1.4. YEAR-END ADJUSTMENT. If necessary, on or before the last day of the first
month of each fiscal year, an adjustment payment shall be made by the
appropriate party in order that the amount of the payments remitted by the
Adviser to the Fund or Funds with respect to the previous fiscal year shall
equal the Excess Amount.
2. TERM AND TERMINATION OF AGREEMENT.
This Agreement shall become effective as of the date hereof and continue in
effect until its termination. This Agreement may be terminated only (i) by the
Board of Trustees, at any time and without payment of any penalty, upon a
majority vote of the Trustees and the Independent Trustees voting separately or
(ii) upon the termination of the Advisory Agreement.
3. MISCELLANEOUS.
3.1. CAPTIONS. The captions in this Agreement are included for convenience of
reference only and in no other way define or delineate any of the provisions
hereof or otherwise affect their construction or effect.
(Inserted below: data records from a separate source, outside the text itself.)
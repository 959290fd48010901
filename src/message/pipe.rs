//! Streaming base64 with fixed-width output lines.
//!
//! A scoped producer thread encodes the payload into a bounded in-memory
//! pipe; the calling thread drains the pipe in [`LINE_WIDTH`]-byte chunks and
//! writes each one followed by CRLF. Neither side holds more than the pipe's
//! capacity of encoded text at a time.

use std::io::{self, Read, Write};
use std::sync::mpsc::{self, Receiver, SyncSender};
use std::thread;

use base64::engine::general_purpose::STANDARD;
use base64::write::EncoderWriter;

/// Encoded characters per output line (RFC 2045 limit).
pub const LINE_WIDTH: usize = 76;

/// Chunks buffered between producer and consumer.
const PIPE_DEPTH: usize = 16;

// ---------------------------------------------------------------------------
// Bounded pipe
// ---------------------------------------------------------------------------

/// Write half of a [`pipe`]. Dropping it signals end of stream.
pub struct PipeWriter {
    tx: SyncSender<Vec<u8>>,
}

impl Write for PipeWriter {
    fn write(&mut self, buf: &[u8]) -> io::Result<usize> {
        if buf.is_empty() {
            return Ok(0);
        }
        self.tx
            .send(buf.to_vec())
            .map_err(|_| io::Error::new(io::ErrorKind::BrokenPipe, "pipe reader closed"))?;
        Ok(buf.len())
    }

    fn flush(&mut self) -> io::Result<()> {
        Ok(())
    }
}

/// Read half of a [`pipe`]. Reads return 0 once the writer is gone and
/// everything it sent has been consumed.
pub struct PipeReader {
    rx: Receiver<Vec<u8>>,
    chunk: Vec<u8>,
    pos: usize,
}

impl Read for PipeReader {
    fn read(&mut self, buf: &mut [u8]) -> io::Result<usize> {
        while self.pos == self.chunk.len() {
            match self.rx.recv() {
                Ok(chunk) => {
                    self.chunk = chunk;
                    self.pos = 0;
                }
                Err(_) => return Ok(0),
            }
        }
        let n = buf.len().min(self.chunk.len() - self.pos);
        buf[..n].copy_from_slice(&self.chunk[self.pos..self.pos + n]);
        self.pos += n;
        Ok(n)
    }
}

/// A synchronous pipe holding at most `depth` unread writes.
#[must_use]
pub fn pipe(depth: usize) -> (PipeWriter, PipeReader) {
    let (tx, rx) = mpsc::sync_channel(depth);
    (
        PipeWriter { tx },
        PipeReader {
            rx,
            chunk: Vec::new(),
            pos: 0,
        },
    )
}

// ---------------------------------------------------------------------------
// Wrapped encoding
// ---------------------------------------------------------------------------

/// Base64-encode `payload` into `out` as CRLF-terminated lines of exactly
/// [`LINE_WIDTH`] characters (the last may be shorter), followed by one extra
/// CRLF.
///
/// Returns the number of payload bytes consumed. The producer thread is
/// joined before returning, and its failure is reported even when the
/// consumer side succeeded.
///
/// # Errors
/// Any read error from `payload`, or write error on `out`.
pub fn encode_wrapped<R, W>(mut payload: R, out: &mut W) -> io::Result<u64>
where
    R: Read + Send,
    W: Write + ?Sized,
{
    let (writer, mut reader) = pipe(PIPE_DEPTH);
    thread::scope(|scope| -> io::Result<u64> {
        let producer = scope.spawn(move || -> io::Result<u64> {
            let mut encoder = EncoderWriter::new(writer, &STANDARD);
            let n = io::copy(&mut payload, &mut encoder)?;
            encoder.finish()?;
            Ok(n)
        });

        let consumed = write_lines(&mut reader, out);
        // Unblocks a producer stuck on a full pipe after a consumer failure.
        drop(reader);
        let produced = producer
            .join()
            .map_err(|_| io::Error::other("base64 producer panicked"))?;

        consumed?;
        produced
    })
}

fn write_lines<R: Read, W: Write + ?Sized>(reader: &mut R, out: &mut W) -> io::Result<()> {
    let mut line = [0u8; LINE_WIDTH];
    loop {
        let n = fill(reader, &mut line)?;
        if n == 0 {
            break;
        }
        out.write_all(&line[..n])?;
        out.write_all(b"\r\n")?;
        if n < LINE_WIDTH {
            break;
        }
    }
    out.write_all(b"\r\n")
}

/// Read until `buf` is full or the stream ends.
fn fill<R: Read>(reader: &mut R, buf: &mut [u8]) -> io::Result<usize> {
    let mut filled = 0;
    while filled < buf.len() {
        match reader.read(&mut buf[filled..]) {
            Ok(0) => break,
            Ok(n) => filled += n,
            Err(e) if e.kind() == io::ErrorKind::Interrupted => {}
            Err(e) => return Err(e),
        }
    }
    Ok(filled)
}
//! Multi-pass document compilation.
//!
//! The compiler and the bibliography processor are black boxes: only their
//! exit status and the well-known files they leave in the workspace
//! (`<job>.aux`, `<job>.pdf`) are consulted. The pass sequence is an explicit
//! state machine; entering a state performs its action.
//!
//! ```text
//! Init -> FirstPass -> CitationCheck{true}  -> Bibliography -> SecondPass -> FinalPass -> Done
//!                   -> CitationCheck{false} ---------------------------------> FinalPass
//! ```
//!
//! Any failing transition ends in `Failed` and the run returns the error.

use std::fmt;
use std::fs::File;
use std::io::{self, BufRead, BufReader};
use std::path::{Path, PathBuf};
use std::process::{Command, Stdio};
use std::time::Instant;

use tracing::instrument;

use crate::config::{BuildConfig, CompilerConfig};
use crate::error::{BuildError, Result};

/// Lines of combined subprocess output kept in a [`BuildError::CommandFailed`].
const OUTPUT_TAIL_LINES: usize = 40;

/// Prefix of a cross-reference line recording a citation.
const CITATION_MARKER: &[u8] = b"\\citation";

// ---------------------------------------------------------------------------
// Subprocess seam
// ---------------------------------------------------------------------------

/// Captured result of one subprocess run.
#[derive(Clone, Debug, Default, PartialEq, Eq)]
pub struct CommandOutput {
    pub success: bool,
    /// Exit code, `None` if terminated by a signal.
    pub code: Option<i32>,
    pub stdout: String,
    pub stderr: String,
    pub duration_ms: u64,
}

impl CommandOutput {
    /// The last lines of stdout followed by stderr.
    #[must_use]
    pub fn tail(&self) -> String {
        let combined: Vec<&str> = self.stdout.lines().chain(self.stderr.lines()).collect();
        let start = combined.len().saturating_sub(OUTPUT_TAIL_LINES);
        combined[start..].join("\n")
    }
}

/// Runs external programs.
pub trait CommandRunner {
    /// Run `program` with `args` in `cwd` and wait for it.
    ///
    /// # Errors
    /// Returns the spawn failure if the program cannot be started. A program
    /// that starts and exits non-zero is *not* an error here.
    fn run(&self, program: &str, args: &[String], cwd: &Path) -> io::Result<CommandOutput>;
}

/// [`CommandRunner`] backed by real child processes.
#[derive(Clone, Copy, Debug, Default)]
pub struct ProcessRunner;

impl CommandRunner for ProcessRunner {
    fn run(&self, program: &str, args: &[String], cwd: &Path) -> io::Result<CommandOutput> {
        let start = Instant::now();
        let output = Command::new(program)
            .args(args)
            .current_dir(cwd)
            .stdin(Stdio::null())
            .stdout(Stdio::piped())
            .stderr(Stdio::piped())
            .output()?;
        Ok(CommandOutput {
            success: output.status.success(),
            code: output.status.code(),
            stdout: String::from_utf8_lossy(&output.stdout).into_owned(),
            stderr: String::from_utf8_lossy(&output.stderr).into_owned(),
            duration_ms: u64::try_from(start.elapsed().as_millis()).unwrap_or(u64::MAX),
        })
    }
}

// ---------------------------------------------------------------------------
// State machine
// ---------------------------------------------------------------------------

#[derive(Clone, Copy, Debug, PartialEq, Eq, Hash)]
pub enum CompilationState {
    Init,
    FirstPass,
    CitationCheck { has_citations: bool },
    Bibliography,
    SecondPass,
    FinalPass,
    Done,
    Failed,
}

impl CompilationState {
    #[must_use]
    pub const fn is_terminal(self) -> bool {
        matches!(self, Self::Done | Self::Failed)
    }
}

impl fmt::Display for CompilationState {
    fn fmt(&self, f: &mut fmt::Formatter<'_>) -> fmt::Result {
        match self {
            Self::Init => write!(f, "init"),
            Self::FirstPass => write!(f, "first-pass"),
            Self::CitationCheck { has_citations } => {
                write!(f, "citation-check(has_citations={has_citations})")
            }
            Self::Bibliography => write!(f, "bibliography"),
            Self::SecondPass => write!(f, "second-pass"),
            Self::FinalPass => write!(f, "final-pass"),
            Self::Done => write!(f, "done"),
            Self::Failed => write!(f, "failed"),
        }
    }
}

/// Outcome of a successful compilation.
#[derive(Clone, Debug, PartialEq, Eq)]
pub struct CompileReport {
    /// Every state visited, starting at `Init` and ending at `Done`.
    pub states: Vec<CompilationState>,
    /// Location of the compiled document in the workspace.
    pub pdf: PathBuf,
}

/// Drives the compiler and bibliography processor inside one workspace.
pub struct Compiler<'a, R: CommandRunner + ?Sized> {
    runner: &'a R,
    programs: &'a CompilerConfig,
    job: &'a str,
    workdir: &'a Path,
}

impl<'a, R: CommandRunner + ?Sized> Compiler<'a, R> {
    #[must_use]
    pub fn new(runner: &'a R, config: &'a BuildConfig, workdir: &'a Path) -> Self {
        Self {
            runner,
            programs: &config.compiler,
            job: &config.job,
            workdir,
        }
    }

    /// Run the machine from `Init` to a terminal state.
    ///
    /// # Errors
    /// - [`BuildError::MissingDocumentSource`] if `<job>.tex` is not in the
    ///   workspace; nothing is invoked in that case.
    /// - Whatever error moved the machine to `Failed`.
    #[instrument(skip(self), fields(job = self.job, workdir = %self.workdir.display()))]
    pub fn run(&self) -> Result<CompileReport> {
        let source = self.workdir.join(format!("{}.tex", self.job));
        if !source.is_file() {
            return Err(BuildError::MissingDocumentSource {
                path: format!("{}.tex", self.job),
            });
        }

        let mut state = CompilationState::Init;
        let mut states = vec![state];
        while !state.is_terminal() {
            match self.advance(state) {
                Ok(next) => {
                    tracing::debug!(from = %state, to = %next, "compilation transition");
                    state = next;
                    states.push(state);
                }
                Err(e) => {
                    states.push(CompilationState::Failed);
                    tracing::error!(at = %state, trace = ?states, "compilation failed");
                    return Err(e);
                }
            }
        }

        Ok(CompileReport {
            states,
            pdf: self.job_path("pdf"),
        })
    }

    /// Perform the action of the state after `state` and return it.
    ///
    /// Terminal states map to themselves.
    ///
    /// # Errors
    /// Any subprocess, cross-reference, or output failure.
    pub fn advance(&self, state: CompilationState) -> Result<CompilationState> {
        use CompilationState as S;
        Ok(match state {
            S::Init => {
                self.compile_pass("first")?;
                S::FirstPass
            }
            S::FirstPass => S::CitationCheck {
                has_citations: self.has_citations()?,
            },
            S::CitationCheck { has_citations: true } => {
                self.invoke(&self.programs.bibliography, &[self.job.to_owned()])?;
                S::Bibliography
            }
            S::Bibliography => {
                self.compile_pass("second")?;
                S::SecondPass
            }
            S::CitationCheck { has_citations: false } | S::SecondPass => {
                self.compile_pass("final")?;
                S::FinalPass
            }
            S::FinalPass => {
                let pdf = self.job_path("pdf");
                if !pdf.is_file() {
                    return Err(BuildError::MissingOutput { path: pdf });
                }
                S::Done
            }
            S::Done => S::Done,
            S::Failed => S::Failed,
        })
    }

    fn compile_pass(&self, pass: &str) -> Result<()> {
        tracing::info!(pass, program = %self.programs.program, "compiling");
        let mut args = self.programs.args.clone();
        args.push(self.job.to_owned());
        self.invoke(&self.programs.program, &args)
    }

    fn invoke(&self, program: &str, args: &[String]) -> Result<()> {
        let output = self
            .runner
            .run(program, args, self.workdir)
            .map_err(|e| BuildError::CommandSpawn {
                program: program.to_owned(),
                source: e,
            })?;
        tracing::debug!(program, code = ?output.code, duration_ms = output.duration_ms, "command finished");
        if output.success {
            Ok(())
        } else {
            Err(BuildError::CommandFailed {
                program: program.to_owned(),
                code: output.code,
                output: output.tail(),
            })
        }
    }

    fn has_citations(&self) -> Result<bool> {
        let path = self.job_path("aux");
        let file = File::open(&path).map_err(|e| BuildError::MissingAuxFile {
            path: path.clone(),
            source: e,
        })?;
        let found = scan_for_citation(BufReader::new(file))
            .map_err(|e| BuildError::io(format!("read {}", path.display()), e))?;
        tracing::debug!(found, "scanned cross-reference file for citations");
        Ok(found)
    }

    fn job_path(&self, extension: &str) -> PathBuf {
        self.workdir.join(format!("{}.{extension}", self.job))
    }
}

fn scan_for_citation<R: BufRead>(mut reader: R) -> io::Result<bool> {
    let mut line = Vec::new();
    loop {
        line.clear();
        if reader.read_until(b'\n', &mut line)? == 0 {
            return Ok(false);
        }
        if line.starts_with(CITATION_MARKER) {
            return Ok(true);
        }
    }
}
3.2. INTERPRETATION. Nothing herein contained shall be deemed to require the
Trust or the Funds to take any action contrary to the Trust's Declaration of
Trust or By-Laws, or any applicable statutory or regulatory requirement to
which it is subject or by which it is bound, or to relieve or deprive the
Trust's Board of Trustees of its responsibility for and control of the conduct
of the affairs of the Trust or the Funds. The parties to this Agreement
acknowledge and agree that all litigation arising hereunder, whether direct or
indirect, and of any and every nature whatsoever shall be satisfied solely out
of the assets of the affected Fund and that no Trustee, officer or holder of
shares of beneficial interest of the Fund shall be personally liable for any of
the foregoing liabilities. The Trust's Declaration of Trust, as amended from
time to time, is on file in the Office of the Secretary of State of the
Commonwealth of Massachusetts. Such Declaration of Trust describes in detail
the respective responsibilities and limitations on liability of the Trustees,
officers, and holders of shares of beneficial interest.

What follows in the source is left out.